▸ **YOUR GOAL**: The expected answer comprises all lines from the entries that contain the string "crate".

DATA RECORDS section start

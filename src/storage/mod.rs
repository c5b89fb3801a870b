//! Persistence backends for chat sessions
//!
//! The session store talks to storage through [`SessionBackend`], which
//! offers single-session upsert semantics. Three backends are provided:
//!
//! - [`LocalStorageBackend`]: a file-backed string key-value store holding
//!   the whole session mapping as JSON under one key (`kfupm_sessions`).
//!   Every write rewrites the full mapping.
//! - [`SqliteBackend`]: one row per session in an SQLite database.
//! - [`MemoryBackend`]: in-process only, used for ephemeral runs and tests.

use crate::config::{StorageBackendKind, StorageConfig};
use crate::error::Result;
use crate::session::{Session, SessionMap};

pub mod local_storage;
pub mod memory;
pub mod sqlite;

pub use local_storage::{LocalStorage, LocalStorageBackend};
pub use memory::MemoryBackend;
pub use sqlite::SqliteBackend;

/// Storage seam for the session store
///
/// Implementations must return sessions from [`load_all`](Self::load_all)
/// in insertion order, and an upsert of an existing id must keep that
/// session's position.
pub trait SessionBackend: Send {
    /// Read every persisted session
    fn load_all(&self) -> Result<SessionMap>;

    /// Insert or replace one session
    fn upsert(&mut self, session: &Session) -> Result<()>;

    /// Remove one session; removing an unknown id is not an error
    fn remove(&mut self, id: &str) -> Result<()>;

    /// Short human-readable location, used in log lines
    fn describe(&self) -> String;
}

/// Build the backend selected by the storage configuration
///
/// # Errors
///
/// Returns error if the data directory cannot be determined or the
/// backing file cannot be prepared
pub fn open_backend(config: &StorageConfig) -> Result<Box<dyn SessionBackend>> {
    let backend: Box<dyn SessionBackend> = match config.backend {
        StorageBackendKind::LocalStorage => {
            let path = config.resolved_path()?;
            Box::new(LocalStorageBackend::new(
                LocalStorage::new(path),
                config.key.clone(),
            ))
        }
        StorageBackendKind::Sqlite => Box::new(SqliteBackend::new_with_path(config.resolved_path()?)?),
        StorageBackendKind::Memory => Box::new(MemoryBackend::new()),
    };

    tracing::info!("Using session storage: {}", backend.describe());
    Ok(backend)
}
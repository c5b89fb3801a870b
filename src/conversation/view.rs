//! Display surface of the conversation
//!
//! The controller never draws anything itself; it drives a [`ChatView`].
//! The terminal front-end implements it in `commands::terminal_view`; tests
//! use a recording implementation.

use crate::markdown::Block;
use crate::session::{format_session_time, Session, Source};
use chrono::{DateTime, Utc};
use std::collections::HashSet;

/// Severity of the status line
#[derive(Debug, Clone, Copy, PartialEq, Eq)]
pub enum StatusKind {
    Info,
    Error,
}

/// Thumbs up or down on an assistant message
#[derive(Debug, Clone, Copy, PartialEq, Eq, Hash)]
pub enum Rating {
    Up,
    Down,
}

impl Rating {
    /// Wire value: +1 or -1
    pub fn value(self) -> i8 {
        match self {
            Self::Up => 1,
            Self::Down => -1,
        }
    }

    /// Parse "up"/"down" (or "+1"/"-1")
    pub fn parse_str(s: &str) -> Option<Self> {
        match s.trim().to_lowercase().as_str() {
            "up" | "+1" | "1" | "👍" => Some(Self::Up),
            "down" | "-1" | "👎" => Some(Self::Down),
            _ => None,
        }
    }
}

impl std::fmt::Display for Rating {
    fn fmt(&self, f: &mut std::fmt::Formatter<'_>) -> std::fmt::Result {
        match self {
            Self::Up => write!(f, "up"),
            Self::Down => write!(f, "down"),
        }
    }
}

/// A source as displayed: 1-based position in the deduplicated list
#[derive(Debug, Clone, PartialEq, Eq)]
pub struct NumberedSource {
    pub number: usize,
    pub title: String,
    pub url: String,
}

/// Number sources for display, dropping repeated URLs
///
/// The first occurrence of a URL keeps its place; numbering is contiguous.
///
/// # Examples
///
/// ```
/// use kfupm_chat::conversation::number_sources;
/// use kfupm_chat::session::Source;
///
/// let numbered = number_sources(&[
///     Source::new("Catalog", "https://example.edu/catalog"),
///     Source::new("Catalog again", "https://example.edu/catalog"),
///     Source::new("Calendar", "https://example.edu/calendar"),
/// ]);
/// assert_eq!(numbered.len(), 2);
/// assert_eq!(numbered[1].number, 2);
/// assert_eq!(numbered[1].title, "Calendar");
/// ```
pub fn number_sources(sources: &[Source]) -> Vec<NumberedSource> {
    let mut seen = HashSet::new();
    sources
        .iter()
        .filter(|source| seen.insert(source.url.as_str()))
        .enumerate()
        .map(|(index, source)| NumberedSource {
            number: index + 1,
            title: source.title.clone(),
            url: source.url.clone(),
        })
        .collect()
}

/// An assistant message ready for display
#[derive(Debug, Clone, PartialEq, Eq)]
pub struct RenderedReply {
    /// Display id used to address the rating controls
    pub message_id: String,
    /// Raw reply text
    pub content: String,
    /// Reply after the markdown block pass
    pub blocks: Vec<Block>,
    pub sources: Vec<NumberedSource>,
}

/// One sidebar entry
#[derive(Debug, Clone, PartialEq, Eq)]
pub struct SessionSummary {
    pub id: String,
    pub title: String,
    /// "Just now", "5m ago", ... or a date
    pub time_label: String,
    pub message_count: usize,
    pub active: bool,
}

/// Sidebar entries for `sessions`, most recently created first
///
/// `sessions` must yield in insertion order.
pub fn summarize_sessions<'a>(
    sessions: impl DoubleEndedIterator<Item = &'a Session>,
    active: Option<&str>,
    now: DateTime<Utc>,
) -> Vec<SessionSummary> {
    sessions
        .rev()
        .map(|session| SessionSummary {
            id: session.id.clone(),
            title: session.title.clone(),
            time_label: format_session_time(session.updated_at, now),
            message_count: session.messages.len(),
            active: active == Some(session.id.as_str()),
        })
        .collect()
}

/// Display surface driven by the conversation controller
///
/// Methods take `&self`; implementations use interior mutability. They are
/// called from async code and must not block.
pub trait ChatView: Send + Sync {
    /// Remove every rendered message (before a history replay)
    fn clear_messages(&self);

    /// Greeting shown for an empty session
    fn show_welcome(&self);

    /// User text, shown verbatim
    fn show_user_message(&self, text: &str);

    /// Assistant reply with its rating controls
    fn show_assistant_message(&self, reply: &RenderedReply);

    /// Transient indicator while a request is outstanding
    fn show_loading(&self);

    fn hide_loading(&self);

    /// Error block for a failed exchange
    fn show_error(&self, reason: &str);

    /// Status line; an empty `text` clears it
    fn set_status(&self, text: &str, kind: StatusKind);

    /// Enable or disable the input controls
    fn set_input_enabled(&self, enabled: bool);

    fn clear_input(&self);

    /// Disable both rating controls of one message and mark the chosen one
    fn disable_rating(&self, message_id: &str, chosen: Rating);

    /// Sidebar refresh
    fn show_sessions(&self, sessions: &[SessionSummary]);

    fn show_search_state(&self, enabled: bool);
}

DATA RECORDS section end

▸ **ANSWER SECTION**:
use crate::config::{StorageBackendKind, StorageConfig};
use crate::error::Result;
use crate::session::{Session, SessionMap};
use crate::markdown::Block;
use crate::session::{format_session_time, Session, Source};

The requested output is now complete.